▶ [EXERCISE DETAILS] Print word for word the first line of the records below and every following line through the one containing "use crate::derived_work;"; print nothing else.
▬▬▬▬▬▬▬▬▬▬
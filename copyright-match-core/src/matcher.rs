//! Matching engine (§4.9): retrieve, score, and select the best
//! reference candidate for one query Publication.

use crate::combiner::{self, FieldScores};
use crate::config::Config;
use crate::derived_work;
use crate::generic_title::GenericTitleDetector;
use crate::index::{generate_author_keys, generate_publisher_keys, generate_title_keys, Index, Query};
use crate::lccn::normalize_lccn;
use crate::model::{MatchResult, Publication, PublicationId};
use crate::similarity::SimilarityCalculator;
use crate::text::TextNormalizer;

/// Everything the matching engine needs that is read-only and shared
/// across worker threads (§4.10: "read-only handles ... shared
/// without copying").
pub struct MatchingEngine<'a> {
    pub normalizer: &'a TextNormalizer,
    pub config: &'a Config,
}

impl<'a> MatchingEngine<'a> {
    pub fn new(normalizer: &'a TextNormalizer, config: &'a Config) -> Self {
        MatchingEngine { normalizer, config }
    }

    /// Build the index query for one input Publication against a
    /// given reference corpus.
    fn build_query(&self, input: &Publication) -> Query {
        Query {
            title_keys: generate_title_keys(&input.title, input.processing_language, self.normalizer),
            author_keys: generate_author_keys(&input.author, self.normalizer),
            publisher_keys: input
                .publisher
                .as_deref()
                .map(|p| generate_publisher_keys(p, self.normalizer))
                .unwrap_or_default(),
            year: input.year,
            lccn: input.lccn.as_deref().map(normalize_lccn).filter(|s| !s.is_empty()),
        }
    }

    /// Find the best match for `input` among `reference` records,
    /// using `index` for candidate retrieval and `generic_titles` for
    /// the generic-title signal. Returns `None` when no candidate
    /// passes the threshold gates (or when there are no candidates at
    /// all) and `score_everything` is off.
    pub fn find_best(
        &self,
        input: &Publication,
        reference: &[Publication],
        index: &Index,
        generic_titles: &mut GenericTitleDetector,
    ) -> Option<MatchResult> {
        if input.title.is_empty() {
            return None;
        }

        let query = self.build_query(input);
        let candidates = index.candidates(&query, self.config.thresholds.year_tolerance);
        if candidates.is_empty() {
            return None;
        }

        let calc = SimilarityCalculator::new(self.normalizer);
        let thresholds = &self.config.thresholds;
        let score_everything = self.config.analysis.score_everything;

        let has_generic_title = generic_titles.is_generic(&input.title, input.processing_language.code());

        let mut best: Option<MatchResult> = None;
        let mut best_score = f64::MIN;

        for &dense_id in &candidates {
            let Some(candidate) = reference.get(dense_id as usize) else { continue };
            if candidate.title.is_empty() {
                continue;
            }

            if let (Some(iy), Some(cy)) = (input.year, candidate.year) {
                if (iy - cy).abs() > thresholds.year_tolerance {
                    continue;
                }
            }

            let title_score = calc.title_similarity(&input.title, &candidate.title, input.processing_language);
            if title_score < thresholds.title && !score_everything {
                continue;
            }

            let author_vs_transcribed = calc.author_similarity(&input.author, &candidate.author, input.processing_language);
            let author_vs_heading = input
                .main_author
                .as_deref()
                .map(|heading| calc.author_similarity(heading, &candidate.author, input.processing_language))
                .unwrap_or(0.0);
            let author_score = author_vs_transcribed.max(author_vs_heading);

            let has_author_data = !input.author.is_empty() || input.main_author.is_some();
            let has_publisher_query = input.publisher.as_deref().is_some_and(|p| !p.is_empty());

            let publisher_score = if has_publisher_query {
                Some(calc.publisher_similarity(
                    input.publisher.as_deref().unwrap_or(""),
                    candidate.publisher.as_deref(),
                    candidate.full_text.as_deref(),
                ))
            } else {
                None
            };

            let lccn_matches = query
                .lccn
                .as_deref()
                .zip(candidate.lccn.as_deref())
                .is_some_and(|(a, b)| a == normalize_lccn(b));

            let (marc_derived, ref_derived) =
                derived_work::detect(&input.title, &candidate.title, input.processing_language);

            let fields = FieldScores {
                title: Some(title_score),
                author: if has_author_data { Some(author_score) } else { None },
                publisher: publisher_score,
            };

            let combined = combiner::combine(
                &self.config.scoring,
                &fields,
                has_generic_title,
                candidate.has_publisher_evidence() && has_publisher_query,
                lccn_matches,
                Some(&marc_derived),
                Some(&ref_derived),
            );

            if has_author_data && author_score < thresholds.author && !score_everything {
                continue;
            }
            if has_publisher_query && publisher_score.unwrap_or(0.0) < thresholds.publisher && !score_everything {
                continue;
            }

            if combined > best_score {
                best_score = combined;
                let (penalized, _) = derived_work::should_penalize(&marc_derived, &ref_derived, combined);
                best = Some(MatchResult {
                    reference_id: PublicationId(candidate.id.0.clone()),
                    matched_title: candidate.title.clone(),
                    matched_author: candidate.author.clone(),
                    matched_publisher: candidate.publisher.clone(),
                    reference_year: candidate.year,
                    year_difference: input.year.zip(candidate.year).map(|(a, b)| a - b),
                    title_score,
                    author_score,
                    publisher_score: publisher_score.unwrap_or(0.0),
                    combined_score: combined,
                    has_generic_title,
                    derived_work_penalty_applied: penalized,
                    matched_via_lccn: lccn_matches,
                    reason_codes: vec![derived_work::penalty_reason(&marc_derived, &ref_derived)],
                });
            }

            if title_score >= thresholds.early_exit_title
                && has_author_data
                && author_score >= thresholds.early_exit_author
            {
                break;
            }
        }

        best
    }
}
//! LCCN (Library of Congress Control Number) normalization (§4.3).
//!
//! Implements the published algorithm exactly so equality comparisons
//! against the LCCN index are exact-match, not fuzzy.

/// Canonicalize a raw LCCN per the LC algorithm:
/// 1. Remove spaces.
/// 2. Truncate at the first `/`.
/// 3. On a hyphen, zero-pad the numeric suffix (≤6 digits) to 6 and
///    reassemble without the hyphen.
pub fn normalize_lccn(raw: &str) -> String {
    let no_spaces: String = raw.chars().filter(|c| *c != ' ').collect();

    let truncated = match no_spaces.split_once('/') {
        Some((head, _)) => head.to_string(),
        None => no_spaces,
    };

    match truncated.split_once('-') {
        Some((prefix, suffix)) => {
            let suffix: String = suffix.chars().filter(|c| *c != '-').collect();
            if !suffix.is_empty() && suffix.len() <= 6 && suffix.chars().all(|c| c.is_ascii_digit())
            {
                format!("{prefix}{suffix:0>6}")
            } else {
                format!("{prefix}{suffix}")
            }
        }
        None => truncated,
    }
}

/// Leading alphabetic prefix of a normalized LCCN, if any.
pub fn extract_lccn_prefix(normalized: &str) -> String {
    normalized.chars().take_while(|c| c.is_ascii_alphabetic()).collect()
}

/// The year segment of a normalized LCCN: a 4-digit year only if it
/// starts with "19" or "20", otherwise a 2-digit year.
pub fn extract_lccn_year(normalized: &str) -> Option<String> {
    let digits_start = normalized
        .char_indices()
        .find(|(_, c)| c.is_ascii_digit())
        .map(|(i, _)| i)?;
    let rest = &normalized[digits_start..];

    if rest.len() >= 4 && (rest.starts_with("19") || rest.starts_with("20")) {
        let candidate = &rest[..4];
        if candidate.chars().all(|c| c.is_ascii_digit()) {
            return Some(candidate.to_string());
        }
    }
    if rest.len() >= 2 {
        let candidate = &rest[..2];
        if candidate.chars().all(|c| c.is_ascii_digit()) {
            return Some(candidate.to_string());
        }
    }
    None
}

/// The serial-number remainder after prefix and year are removed.
pub fn extract_lccn_serial(normalized: &str) -> Option<String> {
    let prefix = extract_lccn_prefix(normalized);
    let year = extract_lccn_year(normalized)?;
    let rest = normalized.strip_prefix(&prefix)?.strip_prefix(&year)?;
    Some(rest.to_string())
}

#[cfg(test)]
mod tests {
    use super::*;

    #[test]
    fn hyphenated_suffix_is_zero_padded() {
        assert_eq!(normalize_lccn("n78-890351"), "n78890351");
        assert_eq!(normalize_lccn("n78-89035"), "n78089035");
    }

    #[test]
    fn spaces_are_removed() {
        assert_eq!(normalize_lccn("n 78890351 "), "n78890351");
        assert_eq!(normalize_lccn(" 85000002 "), "85000002");
    }

    #[test]
    fn short_hyphen_suffix_zero_pads() {
        assert_eq!(normalize_lccn("85-2 "), "85000002");
    }

    #[test]
    fn four_digit_year_prefix() {
        assert_eq!(normalize_lccn("2001-000002"), "2001000002");
    }

    #[test]
    fn truncates_at_slash() {
        assert_eq!(normalize_lccn("75-425165//r75"), "75425165");
        assert_eq!(normalize_lccn(" 79139101 /AC/r932"), "79139101");
    }

    #[test]
    fn idempotent() {
        let once = normalize_lccn("n78-890351");
        let twice = normalize_lccn(&once);
        assert_eq!(once, twice);
    }

    #[test]
    fn no_spaces_hyphens_or_slashes_remain() {
        let n = normalize_lccn(" 79139101 /AC/r932");
        assert!(!n.contains(' ') && !n.contains('-') && !n.contains('/'));
    }
}
//! Adaptive weighted score combination (§4.8).

use crate::config::{ScoringConfig, ScoringScenario, ScoringWeights};
use crate::derived_work::{self, DerivedWorkInfo};

/// Evidence available for one candidate comparison, used to select
/// the scenario and to decide which fields to redistribute weight
/// away from.
pub struct FieldScores {
    pub title: Option<f64>,
    pub author: Option<f64>,
    pub publisher: Option<f64>,
}

/// Redistribute a scenario's weights proportionally across whichever
/// fields are present, so the weights used still sum to 1 (or to 0 if
/// every field is absent).
fn redistribute(weights: ScoringWeights, fields: &FieldScores) -> (f64, f64, f64) {
    let present = [
        (fields.title.is_some(), weights.title),
        (fields.author.is_some(), weights.author),
        (fields.publisher.is_some(), weights.publisher),
    ];
    let missing_weight: f64 = present.iter().filter(|(p, _)| !p).map(|(_, w)| w).sum();
    let present_weight: f64 = present.iter().filter(|(p, _)| *p).map(|(_, w)| w).sum();

    if present_weight <= 0.0 {
        return (0.0, 0.0, 0.0);
    }

    let scale = (present_weight + missing_weight) / present_weight;
    (
        if fields.title.is_some() { weights.title * scale } else { 0.0 },
        if fields.author.is_some() { weights.author * scale } else { 0.0 },
        if fields.publisher.is_some() { weights.publisher * scale } else { 0.0 },
    )
}

/// Combine field scores into one confidence value in [0, 100].
#[allow(clippy::too_many_arguments)]
pub fn combine(
    config: &ScoringConfig,
    fields: &FieldScores,
    has_generic_title: bool,
    publisher_present: bool,
    has_lccn_match: bool,
    marc_derived: Option<&DerivedWorkInfo>,
    ref_derived: Option<&DerivedWorkInfo>,
) -> f64 {
    let scenario = ScoringScenario::select(has_generic_title, publisher_present);
    let weights = config.weights_for(scenario);
    let (wt, wa, wp) = redistribute(weights, fields);

    let mut score = wt * fields.title.unwrap_or(0.0)
        + wa * fields.author.unwrap_or(0.0)
        + wp * fields.publisher.unwrap_or(0.0);

    if has_lccn_match {
        // A direct LCCN match is the highest-precision signal available;
        // it floors the combined score even when text evidence is weak.
        score = score.max(config.lccn_floor);
    }

    if let (Some(marc), Some(reference)) = (marc_derived, ref_derived) {
        let (_, adjusted) = derived_work::should_penalize(marc, reference, score);
        score = adjusted;
    }

    score.clamp(0.0, 100.0)
}

#[cfg(test)]
mod tests {
    use super::*;
    use crate::config::ScoringConfig;

    #[test]
    fn weights_redistribute_to_sum_one_when_field_missing() {
        let weights = ScoringWeights { title: 0.5, author: 0.3, publisher: 0.2 };
        let fields = FieldScores { title: Some(80.0), author: Some(70.0), publisher: None };
        let (wt, wa, wp) = redistribute(weights, &fields);
        assert!((wt + wa + wp - 1.0).abs() < 1e-9);
        assert_eq!(wp, 0.0);
    }

    #[test]
    fn all_fields_missing_redistributes_to_zero() {
        let weights = ScoringWeights { title: 0.5, author: 0.3, publisher: 0.2 };
        let fields = FieldScores { title: None, author: None, publisher: None };
        let (wt, wa, wp) = redistribute(weights, &fields);
        assert_eq!((wt, wa, wp), (0.0, 0.0, 0.0));
    }

    #[test]
    fn identical_fields_combine_to_100() {
        let config = ScoringConfig::default();
        let fields = FieldScores { title: Some(100.0), author: Some(100.0), publisher: Some(100.0) };
        let score = combine(&config, &fields, false, true, false, None, None);
        assert!((score - 100.0).abs() < 0.001);
    }

    #[test]
    fn lccn_match_floors_weak_text_score() {
        let config = ScoringConfig::default();
        let fields = FieldScores { title: Some(10.0), author: Some(10.0), publisher: Some(10.0) };
        let score = combine(&config, &fields, false, true, true, None, None);
        assert!(score >= config.lccn_floor - 0.001);
    }
}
▬▬▬▬▬▬▬▬▬▬
▶ [RESPONSE TO THIS TASK]
filename copyright-match-core/src/matcher.rs
//! Matching engine (§4.9): retrieve, score, and select the best
//! reference candidate for one query Publication.

use crate::combiner::{self, FieldScores};
use crate::config::Config;
use crate::derived_work;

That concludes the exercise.